Before he joined the Department of Surgery of the American University of Beirut as Adjunct Professor of Surgery in 1929, he was granted a Rockefeller fellowship. He married Lamia Morcos (1896–1994) who helped him raise six children.
He traveled to the United States of America for a training in urology at the Johns Hopkins University under the mentorship of Dr. Hugh Hampton Young. After ten years of industrious preparation and study (1913–1922), Haddad embarked on the path of teaching and practicing urology and surgery.
He taught medical students, interns, and residents and operated on several patients. In his spare time, he collected Arabic medical manuscripts and wrote about the history of Arabic medicine. He kept abreast of new medical developments through trips abroad to the United States, Austria, Brazil, Australia, Iraq, Qatar, England, France, and Spain. During his trips, he photographed Arabic medical manuscripts and other important documents related to the history of Arabic medicine in the libraries of Paris, London, and Jerusalem.
He became a member of the International Society for Surgery in 1931, a Fellow of the American College of Surgeons in 1934, a member of the Council of AUB, and in 1941, Chairman of AUB's Department of Surgery and Dean of its Medical School. He was awarded the Lebanese Honorary Golden Order of Merit both in 1954 and 1956.
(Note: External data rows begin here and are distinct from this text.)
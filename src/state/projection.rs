//! Derivation of the visible rows from the loaded page (pure).
//!
//! Pipeline, in order: search → status → date range → reveal truncation →
//! sort. Nothing here mutates the records it is given.

use crate::model::{DateRange, FilterState, Record, SortSpec, StatusStats};
use chrono::{Days, NaiveDate};

/// Earliest date a record may carry to pass `range`, counted back from `today`.
///
/// `None` means the range does not narrow anything: either it is unbounded or
/// the subtraction falls off the calendar.
pub fn date_cutoff(range: DateRange, today: NaiveDate) -> Option<NaiveDate> {
    if range.is_unbounded() {
        return None;
    }
    today.checked_sub_days(Days::new(u64::from(range.get())))
}

/// Compiled form of a [`FilterState`] for one derivation.
///
/// Lowercases the search text and resolves the date cutoff once, so `today`
/// is captured a single time per pass.
#[derive(Debug, Clone)]
pub struct RecordFilter<'a> {
    needle: String,
    filters: &'a FilterState,
    cutoff: Option<NaiveDate>,
}

impl<'a> RecordFilter<'a> {
    /// Compile `filters` against `today`.
    pub fn new(filters: &'a FilterState, today: NaiveDate) -> Self {
        Self {
            needle: filters.search_text.to_lowercase(),
            filters,
            cutoff: date_cutoff(filters.date_range, today),
        }
    }

    /// True when `record` passes every active filter.
    pub fn matches(&self, record: &Record) -> bool {
        if !self.needle.is_empty() && !record.about.name.to_lowercase().contains(&self.needle) {
            return false;
        }

        if let Some(status) = self.filters.status {
            if record.about.status != status {
                return false;
            }
        }

        match self.cutoff {
            Some(cutoff) => record.details.date >= cutoff,
            None => true,
        }
    }
}

/// Records passing every filter, in page order.
pub fn filtered<'r>(
    records: &'r [Record],
    filters: &FilterState,
    today: NaiveDate,
) -> Vec<&'r Record> {
    let filter = RecordFilter::new(filters, today);
    records.iter().filter(|record| filter.matches(record)).collect()
}

/// Length of the filtered set, before reveal truncation.
pub fn filtered_len(records: &[Record], filters: &FilterState, today: NaiveDate) -> usize {
    let filter = RecordFilter::new(filters, today);
    records.iter().filter(|record| filter.matches(record)).count()
}

/// The ordered visible rows.
///
/// The first `min(revealed, filtered_len)` filtered records, then sorted by
/// `sort` (stable) when it has keys.
pub fn project<'r>(
    records: &'r [Record],
    filters: &FilterState,
    sort: &SortSpec,
    revealed: usize,
    today: NaiveDate,
) -> Vec<&'r Record> {
    let mut rows = filtered(records, filters, today);
    rows.truncate(revealed);

    if !sort.is_empty() {
        rows.sort_by(|a, b| sort.compare(a, b));
    }

    rows
}

/// Status statistics over the whole loaded page, independent of filters.
pub fn status_stats(records: &[Record]) -> StatusStats {
    StatusStats::from_records(records)
}

#[cfg(test)]
#[path = "projection_tests.rs"]
mod tests;
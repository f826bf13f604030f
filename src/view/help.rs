//! Help overlay widget displaying keyboard shortcuts.
//!
//! Shows a centered modal overlay with all keyboard shortcuts grouped by
//! category. Toggled by '?', dismissed by 'Esc'.

use super::constants::{HELP_POPUP_HEIGHT_PERCENT, HELP_POPUP_WIDTH_PERCENT};
use super::styles::{MUTED_TEXT, SECTION_HEADER};
use ratatui::{
    layout::{Alignment, Rect},
    style::{Color, Modifier, Style},
    text::{Line, Span},
    widgets::{Block, Borders, Clear, Paragraph, Wrap},
    Frame,
};

/// Shortcut groups: (category, [(keys, description)]).
const HELP_SECTIONS: &[(&str, &[(&str, &str)])] = &[
    (
        "Rows",
        &[("j/↓", "Next row"), ("k/↑", "Previous row")],
    ),
    (
        "Pages",
        &[("h/←/[", "Previous page"), ("l/→/]", "Next page")],
    ),
    (
        "Filters",
        &[
            ("//Ctrl+f", "Edit name search"),
            ("Enter/Esc", "Finish editing search"),
            ("s", "Cycle status filter"),
            ("d", "Cycle date range"),
            ("x", "Clear filters"),
        ],
    ),
    (
        "Sorting",
        &[
            ("1-5", "Sort by column (asc, desc, off)"),
            ("Alt+1-5", "Add column to multi-sort"),
        ],
    ),
    (
        "Selected Record",
        &[
            ("a", "Set ACTIVE"),
            ("i", "Set INACTIVE"),
            ("b", "Set BLOCKED"),
        ],
    ),
    (
        "Application",
        &[("?", "Toggle this help"), ("q/Ctrl+c", "Quit")],
    ),
];

/// Width of the key column in help lines.
const KEY_COLUMN: usize = 12;

/// Render the help overlay centered on the screen.
pub fn render_help_overlay(frame: &mut Frame) {
    let area = frame.area();
    let popup_area = centered_rect(HELP_POPUP_WIDTH_PERCENT, HELP_POPUP_HEIGHT_PERCENT, area);

    frame.render_widget(Clear, popup_area);

    let help_paragraph = Paragraph::new(build_help_content())
        .block(
            Block::default()
                .title(" Keyboard Shortcuts ")
                .borders(Borders::ALL)
                .border_style(Style::default().fg(Color::Cyan)),
        )
        .wrap(Wrap { trim: false })
        .alignment(Alignment::Left);

    frame.render_widget(help_paragraph, popup_area);

    let hint_area = Rect {
        x: popup_area.x,
        y: popup_area.y + popup_area.height.saturating_sub(1),
        width: popup_area.width,
        height: 1,
    };

    let hint = Paragraph::new(Line::from(vec![Span::styled(
        " Press Esc or ? to close ",
        MUTED_TEXT.add_modifier(Modifier::DIM),
    )]))
    .alignment(Alignment::Center);

    frame.render_widget(hint, hint_area);
}

/// Rect with the given percentage of `area`, centered in it.
fn centered_rect(percent_x: u16, percent_y: u16, area: Rect) -> Rect {
    let popup_width = (u32::from(area.width) * u32::from(percent_x) / 100) as u16;
    let popup_height = (u32::from(area.height) * u32::from(percent_y) / 100) as u16;
    let popup_x = (area.width.saturating_sub(popup_width)) / 2;
    let popup_y = (area.height.saturating_sub(popup_height)) / 2;

    Rect {
        x: area.x + popup_x,
        y: area.y + popup_y,
        width: popup_width,
        height: popup_height,
    }
}

fn build_help_content() -> Vec<Line<'static>> {
    let key_style = Style::default()
        .fg(Color::Yellow)
        .add_modifier(Modifier::BOLD);

    let mut lines = Vec::new();
    for (index, (category, shortcuts)) in HELP_SECTIONS.iter().enumerate() {
        if index > 0 {
            lines.push(Line::default());
        }
        lines.push(Line::from(Span::styled(*category, SECTION_HEADER)));
        for (keys, description) in shortcuts.iter() {
            lines.push(Line::from(vec![
                Span::styled(format!("  {:<width$}", keys, width = KEY_COLUMN), key_style),
                Span::raw(*description),
            ]));
        }
    }
    lines
}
He was proficient in Arabic and English and learned French, German and Syriac for his archival research in history. He wrote almost a hundred articles on various medical topics indluding genera surgery and urology, and half in English and half in Arabic. Ten of his books were written in English, including Notes on Embryology (unpublished), Essentials of Urinary and Genital Disease (1946), and eight volumes of the Annual Report of the Orient Hospital (AROH) (1948–1955). The Contributions of the Arabs to the Medical Sciences (1936) and The Tradition According to Omar (1940) were written in Arabic. His articles on urology dealt with cystoscopy, pyolography, hematuria, genitourinary tuberculosis, renal and ureteral lithiasis, hemangioma of the urinary bladder, calculi, prostatic enlargement, and prostatic cancer.
He also published articles on various forms of cancers, and the art of surgery. His research on the history of medicine resulted in articles on hospitals in the Arab world, Ibn al-Nafis (the nineteenth-century physician who discovered pulmonary circulation), Hippocrates, Galen, Arab dentistry, cesarean section, medical ethics, medical biographies, and a catalogue of the Arabic medical manuscripts he had collected. He also wrote the history of Arabic script, the medical problems in Arab countries, and the Mameluke documents concerning the church of the Nativity in Jerusalem.
In 1947, he founded the Orient Hospital, a fifty-four bed non-profit institution, and shouldered the responsibility of its varied and intricate administration.
Sick with heart disease the last five years of his life, he died on February 5, 1957, in Beirut. At the funeral, his students carried his coffin to the National Evangelical Church of Beirut.